Overwhelming majority of the people who research science do not troll each other over disagreements (although they do have occasional heated discussion).

Even programmers will have occasional flame wars, but for the most part, they agree on overwhelming more than they disagree on.

Overwhelming majority of the people who practice law have norms on how to remain civil even though the legal system is adversarial.

Overwhelming majority of the people who engage in politics, in any way, troll each other. They make statements which they know to be false (but which they know may sway some people's opinions). Swaying opinions is the name of the game.

Now you have a site dedicated to studying politics as if it were a subject rigorously isolated from people's own emotional attachments. And the format for the site is the same as the format for other sites dedicated to studies in which disagreements are simply not as common as they are in politics.

And yet you are surprised that it does not produce the same results as those sites. It's because the subject matter which is being explored is practiced by trolls. Can it be studied without revealing everyone's own biases (which is what's necessary to keep it rigorous)?
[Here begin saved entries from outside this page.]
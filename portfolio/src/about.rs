use crate::database::CacheMirror;
use crate::models::Collection;
use chrono::Datelike;
use serde::Serialize;
use serde_json::Value;

pub const DEFAULT_START_YEAR: i32 = 2021;

#[derive(Debug, Clone, Copy, PartialEq, Eq, Serialize)]
pub struct AboutStats {
    pub total_projects: usize,
    pub total_certificates: usize,
    pub years_experience: i32,
}

impl AboutStats {
    /// Counts whatever the mirror holds; an empty mirror means "no data yet".
    pub fn collect(mirror: &CacheMirror, start_year: i32, current_year: i32) -> Self {
        AboutStats {
            total_projects: mirror.load::<Value>(Collection::Projects).len(),
            total_certificates: mirror.load::<Value>(Collection::Certificates).len(),
            years_experience: (current_year - start_year).max(0),
        }
    }

    pub fn current(mirror: &CacheMirror, start_year: i32) -> Self {
        Self::collect(mirror, start_year, chrono::Local::now().year())
    }
}
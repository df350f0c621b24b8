use serde::Serialize;

#[derive(Debug, Serialize)]
pub struct TechIcon {
    pub icon: &'static str,
    pub language: &'static str,
}

#[derive(Debug, Serialize)]
pub struct Social {
    pub platform: &'static str,
    pub link: &'static str,
}

/// Static biography content shown by the landing page sections.
#[derive(Debug, Serialize)]
pub struct Profile {
    pub name: &'static str,
    pub status: &'static str,
    pub summary: &'static str,
    pub bio: &'static str,
    pub resume: &'static str,
    pub photo: &'static str,
    /// Lines cycled by the hero typewriter.
    pub taglines: &'static [&'static str],
    pub tech_badges: &'static [&'static str],
    /// Fixed, unpaginated "Tech Stack" tab of the gallery.
    pub tech_icons: &'static [TechIcon],
    pub socials: &'static [Social],
}

pub static PROFILE: Profile = Profile {
    name: "Paras Sapariya",
    status: "MCA Student • Open to Opportunities",
    summary: "MCA student with strong foundation in Data Structures, DBMS, Computer Networks \
        and Web Development. Experienced in building full-stack applications and REST APIs.",
    bio: "I am an MCA student at Marwadi University with strong fundamentals in Data \
        Structures, DBMS, Operating Systems, and Computer Networks. I specialize in backend \
        development and full-stack web applications, focusing on scalable APIs, clean \
        architecture, and efficient database design.",
    resume: "/resume/Paras_Sapariya_Resume.pdf",
    photo: "/Photo.png",
    taglines: &[
        "MCA Student at Marwadi University",
        "Full Stack Web Developer",
        "Backend & API Developer",
    ],
    tech_badges: &[
        "HTML",
        "CSS",
        "JavaScript",
        "React",
        "Node.js",
        "Express.js",
        "PHP",
        "ASP.NET",
        "MySQL",
        "MongoDB",
    ],
    tech_icons: &[
        TechIcon { icon: "html.svg", language: "HTML" },
        TechIcon { icon: "css.svg", language: "CSS" },
        TechIcon { icon: "javascript.svg", language: "JavaScript" },
        TechIcon { icon: "tailwind.svg", language: "Tailwind CSS" },
        TechIcon { icon: "reactjs.svg", language: "ReactJS" },
        TechIcon { icon: "vite.svg", language: "Vite" },
        TechIcon { icon: "nodejs.svg", language: "Node.js" },
        TechIcon { icon: "bootstrap.svg", language: "Bootstrap" },
        TechIcon { icon: "firebase.svg", language: "Firebase" },
        TechIcon { icon: "MUI.svg", language: "Material UI" },
        TechIcon { icon: "vercel.svg", language: "Vercel" },
    ],
    socials: &[
        Social { platform: "github", link: "https://github.com/EkiZR" },
        Social { platform: "linkedin", link: "https://www.linkedin.com/in/ekizr/" },
        Social { platform: "instagram", link: "https://www.instagram.com/ekizr_/?hl=id" },
    ],
};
To most participants it will present the Prisoner's Dilemma. Remaining rigorous, in the face of other reputable members acting like practitioners of politics, rather than like students of politics, feels like being the sucker in the Prisoner's Dilemma. So eventually everyone does from time to time descend into the gutter.

Even the moderators are not immune. Again, this isn't because the site lacks rigor compared to the other SE sites. On many occasions it's more rigorous. It's because the subject matter is practiced by trolls.

I am sorry if this doesn't feel like an answer, but in order to avoid a lack of rigor, you need different rules from the rules which guide studying of other subjects which are not (overwhelmingly) practiced by trolls.

Alternatively, you can follow the solution to this dilemma which was recommended by Joshua (of the movie War Games): the only winning move is not to play.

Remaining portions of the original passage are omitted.